Однако с восшествием на престол императора Павла фортуна отвернулась от него, вернувшись в Россию, Ермолов был арестован по подозрению в причастности к военному заговору и после заключения в Петропавловской крепости был выслан в Кострому. Поэтому он не участвовал в Итальянской кампании Суворова, но в 1805 году после Аустерлица был повышен в звании до полковника, а кампания 1807 года сделала его в глазах русской армии одним из наиболее талантливых и храбрых полководцев. Эту репутацию он подтвердил и во время наполеоновского нашествия, когда был начальником штаба у Барклая де Толли, и позже, когда война откатилась на запад, а Ермолов, командуя небольшим арьергардом, спас 50 орудий; и потом, при Кульме, где граф Остерман был тяжело ранен, и Ермолов взял командование на себя практически в самом начале боя. В 1814 году он командовал русской и прусской гвардией при взятии Парижа, а в 1816 году был назначен главнокомандующим в Грузию (под его юрисдикцией находился весь Кавказ), а также чрезвычайным и полномочным послом при персидском дворе. В качестве последнего он доказал, что вполне достоин доверия своего государя не только на полях сражений.

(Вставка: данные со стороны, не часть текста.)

//! Remote transport operations.
//!
//! Each operation is one fatal step of the job: it records what it did in
//! the trace and maps every failure onto a [`JobFailure`]. Nothing here
//! retries.

use std::path::{Path, PathBuf};
use std::sync::Arc;

use pivot_core::failure::JobFailure;
use pivot_core::naming;
use pivot_core::process::{CommandError, CommandOutput};
use pivot_core::resolver::{self, RemoteFile};
use pivot_core::trace::DebugTrace;
use tokio_util::sync::CancellationToken;

use crate::config::Timeouts;
use crate::remote::{shell_quote, RemoteHost};

pub struct RemoteTransport {
    host: Arc<dyn RemoteHost>,
    timeouts: Timeouts,
}

/// Turn a command result into a job failure built by `failure`.
pub(crate) fn check(
    result: Result<CommandOutput, CommandError>,
    what: &str,
    failure: fn(String) -> JobFailure,
) -> Result<CommandOutput, JobFailure> {
    match result {
        Ok(output) if output.success() => Ok(output),
        Ok(output) => Err(failure(format!(
            "{what} failed with exit code {}: {}",
            output.exit_code,
            output.summary()
        ))),
        Err(CommandError::Cancelled { .. }) => {
            Err(JobFailure::cancelled(format!("{what} cancelled")))
        }
        Err(e) => Err(failure(format!("{what} failed: {e}"))),
    }
}

impl RemoteTransport {
    pub fn new(host: Arc<dyn RemoteHost>, timeouts: Timeouts) -> Self {
        Self { host, timeouts }
    }

    /// Check that the host accepts commands at all.
    ///
    /// Exactly one trace line is written, success or not.
    pub async fn probe(
        &self,
        trace: &DebugTrace,
        cancel: &CancellationToken,
    ) -> Result<(), JobFailure> {
        let target = self.host.describe();
        let result = self
            .host
            .exec("echo ok", self.timeouts.probe, cancel)
            .await;
        match check(
            result,
            &format!("Connection test to {target}"),
            JobFailure::unreachable,
        ) {
            Ok(output) => {
                trace.record(format!(
                    "Connection test to {target} succeeded: {}",
                    output.stdout.trim()
                ));
                Ok(())
            }
            Err(failure) => {
                trace.record(failure.message.clone());
                Err(failure)
            }
        }
    }

    pub async fn create_remote_dir(
        &self,
        remote_dir: &str,
        trace: &DebugTrace,
        cancel: &CancellationToken,
    ) -> Result<(), JobFailure> {
        let result = self
            .host
            .exec(
                &format!("mkdir -p {}", shell_quote(remote_dir)),
                self.timeouts.command,
                cancel,
            )
            .await;
        check(result, "Creating remote directory", JobFailure::transfer)?;
        trace.record(format!("Created remote directory {remote_dir}"));
        Ok(())
    }

    /// Push the staged files and verify they arrived.
    ///
    /// Returns how many input files the remote directory now holds.
    pub async fn upload(
        &self,
        files: &[PathBuf],
        remote_dir: &str,
        input_extension: &str,
        trace: &DebugTrace,
        cancel: &CancellationToken,
    ) -> Result<usize, JobFailure> {
        trace.record(format!(
            "Uploading {} file(s) to {}:{remote_dir}",
            files.len(),
            self.host.describe()
        ));
        let result = self
            .host
            .push_files(files, remote_dir, self.timeouts.transfer, cancel)
            .await;
        let output = check(result, "Upload", JobFailure::transfer)?;
        trace.record(format!("Upload finished in {}ms", output.duration_ms));

        let listing = self.list_remote(remote_dir, trace, cancel).await?;
        let uploaded = listing
            .iter()
            .filter(|f| naming::has_extension(&f.name, input_extension))
            .count();
        if uploaded == 0 {
            return Err(JobFailure::transfer(format!(
                "Upload verification failed: no .{input_extension} files in {remote_dir}"
            )));
        }
        if uploaded != files.len() {
            trace.warn(format!(
                "Upload verification: expected {} file(s), found {uploaded}",
                files.len()
            ));
        } else {
            trace.record(format!("Verified {uploaded} file(s) on remote host"));
        }
        Ok(uploaded)
    }

    /// Regular files directly inside `remote_dir`, sorted by name.
    pub async fn list_remote(
        &self,
        remote_dir: &str,
        trace: &DebugTrace,
        cancel: &CancellationToken,
    ) -> Result<Vec<RemoteFile>, JobFailure> {
        let command = format!(
            r"find {} -maxdepth 1 -type f -printf '%s\t%f\n'",
            shell_quote(remote_dir)
        );
        let result = self
            .host
            .exec(&command, self.timeouts.command, cancel)
            .await;
        let output = check(result, "Listing remote directory", JobFailure::transfer)?;
        let files = resolver::parse_listing(&output.stdout);
        trace.record(format!(
            "Remote directory holds {} file(s): {}",
            files.len(),
            files
                .iter()
                .map(|f| format!("{} ({} bytes)", f.name, f.size))
                .collect::<Vec<_>>()
                .join(", ")
        ));
        Ok(files)
    }

    /// Pull `{remote_dir}/{file_name}` into `local_dir`.
    pub async fn download(
        &self,
        remote_dir: &str,
        file_name: &str,
        local_dir: &Path,
        trace: &DebugTrace,
        cancel: &CancellationToken,
    ) -> Result<PathBuf, JobFailure> {
        let remote_path = format!("{remote_dir}/{file_name}");
        let local_path = local_dir.join(file_name);
        trace.record(format!("Downloading {remote_path}"));

        let result = self
            .host
            .pull_file(&remote_path, &local_path, self.timeouts.transfer, cancel)
            .await;
        check(result, "Download", JobFailure::transfer)?;

        match tokio::fs::metadata(&local_path).await {
            Ok(meta) if meta.is_file() => {
                trace.record(format!(
                    "Downloaded {} ({} bytes)",
                    local_path.display(),
                    meta.len()
                ));
                Ok(local_path)
            }
            _ => Err(JobFailure::transfer(format!(
                "Download reported success but {} does not exist",
                local_path.display()
            ))),
        }
    }

    /// Best-effort removal of the job's remote directory.
    pub async fn remove_remote_dir(
        &self,
        remote_dir: &str,
        trace: &DebugTrace,
        cancel: &CancellationToken,
    ) -> Result<(), JobFailure> {
        let result = self
            .host
            .exec(
                &format!("rm -rf {}", shell_quote(remote_dir)),
                self.timeouts.command,
                cancel,
            )
            .await;
        check(result, "Removing remote directory", JobFailure::transfer)?;
        trace.record(format!("Removed remote directory {remote_dir}"));
        Ok(())
    }
}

В 1820 году Александр I собирался послать под его командованием армию в Неаполь; однако Австрия, всегда настороженно относившаяся к вмешательству России в дела Южной Италии, поспешно отправила туда Финмонта, который положил конец конституциям Неаполя и Пьемонта. Так русский флаг избежал сомнительной чести защиты кровавой реакционной системы Неаполя и санкционирования ответных мер Австрии против борцов за свободу в Италии. У Ермолова были свои причины. «Император был ошеломлен, когда я сказал ему, что без сожаления узнал об отмене экспедиции. Я отметил, что Суворов, командуя австрийцами, возбудил в них острейшую ревность… Я бы хотел увидеть человека, который без смущения появился бы на месте, памятном героическими подвигами этого замечательного человека, а еще ранее – Наполеона».11
На всех, кто встречался с Ермоловым, он производил впечатление человека, рожденного вести полки. Он был гигантского роста и редкой физической силы, в его фигуре с круглой головой на могучих плечах в обрамлении курчавых вихров было что-то львиное, рисовавшее невиданное существо сказочной отваги и мужества, чем он расчетливо пользовался, чтобы вызвать восхищение солдат и заставить трепетать от ужаса своих полудиких врагов. Неподкупно честный, простой и даже грубый в обращении, он вел спартанский образ жизни, всегда был при шпаге, дома и в поле спал, завернувшись в свою шинель, и вставал с восходом солнца.12
Ермолов был назначен командующим на Кавказ 29 июня 1816 г. Он был чрезвычайным послом в Персии, командиром Отдельного Грузинского корпуса и управляющим гражданской частью в Грузии, Астраханской и Кавказской губерниях. 10 октября 1816 г. Ермолов прибыл в Тифлис. На момент его прибытия русские силы на Кавказе насчитывали около 45000 пехотинцев, более 6000 кавалеристов и 132 орудия. Из всех этих войск лишь треть могла находиться непосредственно на охране линии – военной границы с горцами, тогда как остальная часть была разбросана по городам и другим населенным пунктам Кавказа.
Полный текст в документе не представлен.